- Born: 28 April 1944 London, England
- Died: 4 September 2025 (aged 81) Kanab, Utah, U.S.
- Occupations: Actor; stuntman;
- Years active: 1963–2025

= Neil Summers =

English-American actor and stuntman (1944–2025)

Neil Summers (28 April 1944 – 4 September 2025) was an English-American actor and stuntman. He was best known for playing the Rodent in the 1990 film Dick Tracy.

== Life and career ==
Summers was born in London, England on 28 April 1944. He began his screen career in 1963, traveling to Tucson, Arizona to appear in the film McLintock! as a stunt extra. During his screen career, he was a stunt double for several actors including Warren Oates, Roddy McDowall, Michael Anderson Jr. and Michael J. Pollard.

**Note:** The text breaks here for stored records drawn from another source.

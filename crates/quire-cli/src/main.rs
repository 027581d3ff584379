//! Quire CLI
//!
//! Command-line interface for Quire content collections.

#![forbid(unsafe_code)]

use std::process::ExitCode;

use anyhow::Result;
use clap::Parser;
use quire_cli::{Cli, commands};
use quire_collection::CollectionRegistry;

#[tokio::main]
async fn main() -> ExitCode {
    let cli = Cli::parse();
    quire_cli::init_logging(cli.verbose);

    match run(cli).await {
        Ok(true) => ExitCode::SUCCESS,
        Ok(false) => ExitCode::FAILURE,
        Err(e) => {
            eprintln!("Error: {e:#}");
            ExitCode::FAILURE
        }
    }
}

async fn run(cli: Cli) -> Result<bool> {
    let config = commands::resolve_config(cli.config.as_deref(), cli.content_root.as_deref())?;
    let registry = CollectionRegistry::from_config(&config)?;

    let stdout = std::io::stdout();
    let mut out = stdout.lock();
    commands::run(&registry, &cli.command, &mut out).await
}
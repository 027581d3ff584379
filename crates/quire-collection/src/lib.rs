//! Typed content collections.
//!
//! Turns a folder of header-plus-body documents into an ordered, validated
//! [`Collection`]:
//!
//! ```text
//! CollectionRegistry ──► DefinedCollection::get_all()
//!                              │
//!                              ▼
//!                     CollectionLoader::load(folder, schema)
//!                              │  list folder (non-recursive, by extension)
//!                              │  read files concurrently (order kept)
//!                              ▼
//!              extract_header ──► validate ──► Collection + Diagnostics
//! ```
//!
//! Documents that cannot be read, whose header is broken, or whose metadata
//! fails the schema are left out of the collection and reported as
//! [`Diagnostic`]s. Only a folder that cannot be listed fails the load.
//!
//! # Example
//!
//! ```rust,no_run
//! use quire_collection::CollectionRegistry;
//! use quire_schema::{Field, Schema};
//!
//! # async fn run() -> quire_core::Result<()> {
//! let mut registry = CollectionRegistry::new("content");
//! let events = registry.define(
//!     "events",
//!     Schema::new()
//!         .field("title", Field::string())
//!         .field("date", Field::date()),
//! )?;
//!
//! for entry in &events.get_all().await? {
//!     println!("{}: {:?}", entry.path().display(), entry.record().get_str("title"));
//! }
//!
//! let meetup = events.get_by_slug("rust-meetup").await?;
//! println!("{}", meetup.body());
//! # Ok(())
//! # }
//! ```

pub mod config;
pub mod diagnostic;
pub mod entry;
pub mod loader;
pub mod registry;
pub mod slug;

pub use config::{CollectionConfig, QuireConfig};
pub use diagnostic::{Diagnostic, DiagnosticKind};
pub use entry::{Collection, CollectionEntry};
pub use loader::{CollectionLoader, LoadReport};
pub use registry::{CollectionRegistry, DefinedCollection};
pub use slug::{SlugDeriver, SlugSource};
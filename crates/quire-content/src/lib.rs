//! Metadata header extraction for Quire documents.
//!
//! A document is a text file that starts with a YAML header delimited by
//! `---` lines, followed by free-form body text:
//!
//! ```markdown
//! ---
//! title: Spring Summit
//! date: 2025-04-12
//! tags:
//!   - rust
//!   - community
//! ---
//!
//! The body starts here and is passed through untouched.
//! ```
//!
//! This crate only splits the header from the body and parses the YAML.
//! Checking the header against a schema is the job of `quire-schema`.
//!
//! # Example
//!
//! ```rust
//! use quire_content::extract_header;
//!
//! let header = extract_header("---\ntitle: Hello\n---\nBody").unwrap();
//! assert_eq!(header.get_str("title"), Some("Hello"));
//! assert_eq!(header.body(), "Body");
//! ```

pub mod document;
pub mod header;

pub use document::{Document, ExtractionFailure};
pub use header::{extract_header, strip_header, Header, HeaderError, DELIMITER};
//! Quire Core: shared error types and identifier utilities.
//!
//! This crate provides the foundational types used across all Quire crates.
//! It has no internal Quire dependencies (dependency level 0).
//!
//! # Modules
//!
//! - [`error`]: Error taxonomy and Result alias
//! - [`slug`]: Slug normalization and derivation from file paths

pub mod error;
pub mod slug;

// Re-export key types at crate root for convenience
pub use error::{Error, Result};
pub use slug::{slug_from_path, slugify};
//! Declarative metadata schemas and validation.
//!
//! A [`Schema`] is plain data: a table of named [`Field`]s, each with a
//! [`FieldType`] and a required/optional flag. Schemas are written in code or
//! loaded from configuration, and [`validate`] interprets them generically.
//!
//! Validation never fails with an error. Its result is a closed
//! [`ValidationOutcome`]: either a fully coerced [`Record`] or the complete
//! set of [`FieldErrors`] for the document.
//!
//! # Example
//!
//! ```rust
//! use quire_schema::{validate, Field, Schema, ValidationOutcome};
//!
//! let schema = Schema::new()
//!     .field("title", Field::string())
//!     .field("date", Field::date());
//!
//! let metadata: serde_yaml::Mapping = serde_yaml::from_str("title: B").unwrap();
//! match validate(&schema, &metadata) {
//!     ValidationOutcome::Valid(_) => unreachable!(),
//!     ValidationOutcome::Invalid(errors) => {
//!         assert_eq!(errors.get("date"), Some(&["required field missing".to_string()][..]));
//!     }
//! }
//! ```

pub mod schema;
pub mod validate;
pub mod value;

pub use schema::{Field, FieldType, Schema, UnknownFields};
pub use validate::{validate, FieldErrors, ValidationOutcome};
pub use value::{Record, TypedValue};
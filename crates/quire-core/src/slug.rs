//! Slug utilities.
//!
//! Provides functions for turning titles and file names into URL-safe,
//! lowercase kebab-case slugs. Used by the collection layer when an entry's
//! identity is derived from its file name.

use std::path::Path;

/// Normalize a string to a lowercase kebab-case slug.
///
/// Performs the following transformations:
/// 1. Converts to lowercase
/// 2. Treats whitespace, underscores and hyphens as word separators
/// 3. Drops every other character that is not alphanumeric
/// 4. Joins the words with single hyphens
///
/// # Examples
///
/// ```
/// use quire_core::slug::slugify;
///
/// assert_eq!(slugify("Rust Meetup"), "rust-meetup");
/// assert_eq!(slugify("spring_summit_2025"), "spring-summit-2025");
/// assert_eq!(slugify("  Hello,   World!  "), "hello-world");
/// assert_eq!(slugify("--already--kebab--"), "already-kebab");
/// ```
pub fn slugify(input: &str) -> String {
    input
        .to_lowercase()
        .split(|c: char| c.is_whitespace() || c == '_' || c == '-')
        .map(|word| {
            word.chars()
                .filter(|c| c.is_alphanumeric())
                .collect::<String>()
        })
        .filter(|word| !word.is_empty())
        .collect::<Vec<_>>()
        .join("-")
}

/// Compute a slug from a file path's stem.
///
/// Returns `None` if the path has no file stem or the stem has no
/// slug-worthy characters.
///
/// # Examples
///
/// ```
/// use std::path::Path;
/// use quire_core::slug::slug_from_path;
///
/// assert_eq!(
///     slug_from_path(Path::new("/content/events/Rust_Meetup.mdx")),
///     Some("rust-meetup".to_string())
/// );
/// assert_eq!(slug_from_path(Path::new("/")), None);
/// ```
pub fn slug_from_path(path: &Path) -> Option<String> {
    path.file_stem()
        .map(|s| slugify(&s.to_string_lossy()))
        .filter(|s| !s.is_empty())
}
//! Configuration file model.
//!
//! ```toml
//! content_root = "src/content"
//! extension = "mdx"
//! concurrency = 32
//!
//! [collections.event]
//! folder = "events"
//! slug = { field = "slug" }
//!
//! [collections.event.fields]
//! name = { type = "string" }
//! slug = { type = "string" }
//! published = { type = "boolean", default = false }
//! date = { type = "datetime", optional = true }
//! ```
//!
//! `QUIRE_CONTENT_ROOT` overrides `content_root` when set.

use std::collections::BTreeMap;
use std::path::{Path, PathBuf};

use quire_core::{Error, Result};
use quire_schema::Schema;
use serde::{Deserialize, Serialize};

use crate::loader::{DEFAULT_CONCURRENCY, DEFAULT_EXTENSION};
use crate::slug::SlugSource;

/// Environment variable overriding the content root.
pub const CONTENT_ROOT_ENV: &str = "QUIRE_CONTENT_ROOT";

/// Default configuration file name.
pub const DEFAULT_CONFIG_FILE: &str = "quire.toml";

fn default_content_root() -> PathBuf {
    PathBuf::from("content")
}

fn default_extension() -> String {
    DEFAULT_EXTENSION.to_string()
}

fn default_concurrency() -> usize {
    DEFAULT_CONCURRENCY
}

/// Top-level configuration.
#[derive(Debug, Clone, PartialEq, Serialize, Deserialize)]
pub struct QuireConfig {
    /// Directory holding one folder per collection.
    #[serde(default = "default_content_root")]
    pub content_root: PathBuf,
    /// Recognized document extension.
    #[serde(default = "default_extension")]
    pub extension: String,
    /// Maximum concurrent file reads per load.
    #[serde(default = "default_concurrency")]
    pub concurrency: usize,
    /// Collections by name.
    #[serde(default)]
    pub collections: BTreeMap<String, CollectionConfig>,
}

/// One collection's configuration.
#[derive(Debug, Clone, PartialEq, Serialize, Deserialize)]
pub struct CollectionConfig {
    /// Folder under the content root; defaults to the collection name.
    #[serde(default, skip_serializing_if = "Option::is_none")]
    pub folder: Option<String>,
    /// How entries are identified.
    #[serde(default)]
    pub slug: SlugSource,
    /// Metadata schema (`fields` and `unknown_fields`).
    #[serde(flatten)]
    pub schema: Schema,
}

impl Default for QuireConfig {
    fn default() -> Self {
        Self {
            content_root: default_content_root(),
            extension: default_extension(),
            concurrency: default_concurrency(),
            collections: BTreeMap::new(),
        }
    }
}

impl QuireConfig {
    /// Parse configuration from TOML text.
    pub fn from_toml_str(content: &str) -> Result<Self> {
        toml::from_str(content).map_err(|e| Error::config(format!("Invalid configuration: {e}")))
    }

    /// Read and parse a configuration file.
    pub fn load(path: impl AsRef<Path>) -> Result<Self> {
        let path = path.as_ref();
        let content = std::fs::read_to_string(path).map_err(|e| Error::io_with_path(e, path))?;
        let config: Self = toml::from_str(&content)
            .map_err(|e| Error::config(format!("Failed to parse {}: {e}", path.display())))?;
        log::debug!(
            "Loaded configuration from {:?} ({} collection(s))",
            path,
            config.collections.len()
        );
        Ok(config)
    }

    /// Apply overrides from the process environment.
    pub fn with_env_overrides(self) -> Self {
        self.with_overrides_from(|key| std::env::var(key).ok())
    }

    /// Apply overrides from an arbitrary variable lookup.
    pub fn with_overrides_from(mut self, lookup: impl Fn(&str) -> Option<String>) -> Self {
        if let Some(root) = lookup(CONTENT_ROOT_ENV).filter(|v| !v.is_empty()) {
            log::debug!("{} overrides content_root with {:?}", CONTENT_ROOT_ENV, root);
            self.content_root = PathBuf::from(root);
        }
        self
    }

    /// Reject values the loader cannot use.
    pub fn check(&self) -> Result<()> {
        if self.extension.trim_start_matches('.').is_empty() {
            return Err(Error::config("extension must not be empty"));
        }
        if self.concurrency == 0 {
            return Err(Error::config("concurrency must be at least 1"));
        }
        Ok(())
    }
}

#[cfg(test)]
mod tests {
    use super::*;
    use quire_schema::{FieldType, UnknownFields};

    const SAMPLE: &str = r#"
content_root = "src/content"
extension = ".MDX"
concurrency = 8

[collections.event]
folder = "events"
slug = { field = "slug" }
unknown_fields = "reject"

[collections.event.fields]
name = { type = "string" }
slug = { type = "string" }
published = { type = "boolean", default = false }

[collections.partner.fields]
name = { type = "string" }
href = { type = "string", optional = true }
"#;

    #[test]
    fn test_parse_sample() {
        let config = QuireConfig::from_toml_str(SAMPLE).unwrap();
        assert_eq!(config.content_root, PathBuf::from("src/content"));
        assert_eq!(config.concurrency, 8);
        assert_eq!(config.collections.len(), 2);

        let event = &config.collections["event"];
        assert_eq!(event.folder.as_deref(), Some("events"));
        assert_eq!(event.slug, SlugSource::Field("slug".into()));
        assert_eq!(event.schema.unknown_fields, UnknownFields::Reject);
        assert_eq!(event.schema.fields.len(), 3);

        let partner = &config.collections["partner"];
        assert_eq!(partner.folder, None);
        assert_eq!(partner.slug, SlugSource::FileStem);
        assert_eq!(
            partner.schema.get("href").map(|f| &f.ty),
            Some(&FieldType::string())
        );
    }

    #[test]
    fn test_defaults() {
        let config = QuireConfig::from_toml_str("").unwrap();
        assert_eq!(config, QuireConfig::default());
        assert_eq!(config.extension, "md");
        assert_eq!(config.concurrency, DEFAULT_CONCURRENCY);
    }

    #[test]
    fn test_invalid_toml() {
        let err = QuireConfig::from_toml_str("concurrency = \"many\"").unwrap_err();
        assert!(err.to_string().starts_with("Configuration error: Invalid configuration"));
    }

    #[test]
    fn test_check() {
        let mut config = QuireConfig::default();
        assert!(config.check().is_ok());
        config.concurrency = 0;
        assert!(config.check().is_err());
        config.concurrency = 1;
        config.extension = ".".into();
        assert!(config.check().is_err());
    }

    #[test]
    fn test_env_override() {
        let config = QuireConfig::default().with_overrides_from(|key| {
            (key == CONTENT_ROOT_ENV).then(|| "/srv/content".to_string())
        });
        assert_eq!(config.content_root, PathBuf::from("/srv/content"));

        let config = QuireConfig::default().with_overrides_from(|_| Some(String::new()));
        assert_eq!(config.content_root, PathBuf::from("content"));
    }

    #[test]
    fn test_load_from_file() {
        let dir = tempfile::TempDir::new().unwrap();
        let path = dir.path().join(DEFAULT_CONFIG_FILE);
        std::fs::write(&path, SAMPLE).unwrap();
        let config = QuireConfig::load(&path).unwrap();
        assert_eq!(config.collections.len(), 2);

        let err = QuireConfig::load(dir.path().join("missing.toml")).unwrap_err();
        assert!(matches!(err, Error::Io { .. }));
    }
}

Summers appeared in numerous television programs including Gunsmoke, Bonanza, Barnaby Jones, Death Valley Days, The High Chaparral, The Fall Guy, Petrocelli and Daniel Boone. He also appeared in numerous films including Duel at Diablo, Heaven with a Gun, El Dorado, True Grit, The Greatest Story Ever Told, Rio Lobo, RoboCop, Wild At Heart, Rough Night in Jericho, The Shawshank Redemption and Guns of a Stranger.

== Death ==
Summers died in Kanab, Utah, on 4 September 2025, at the age of 81.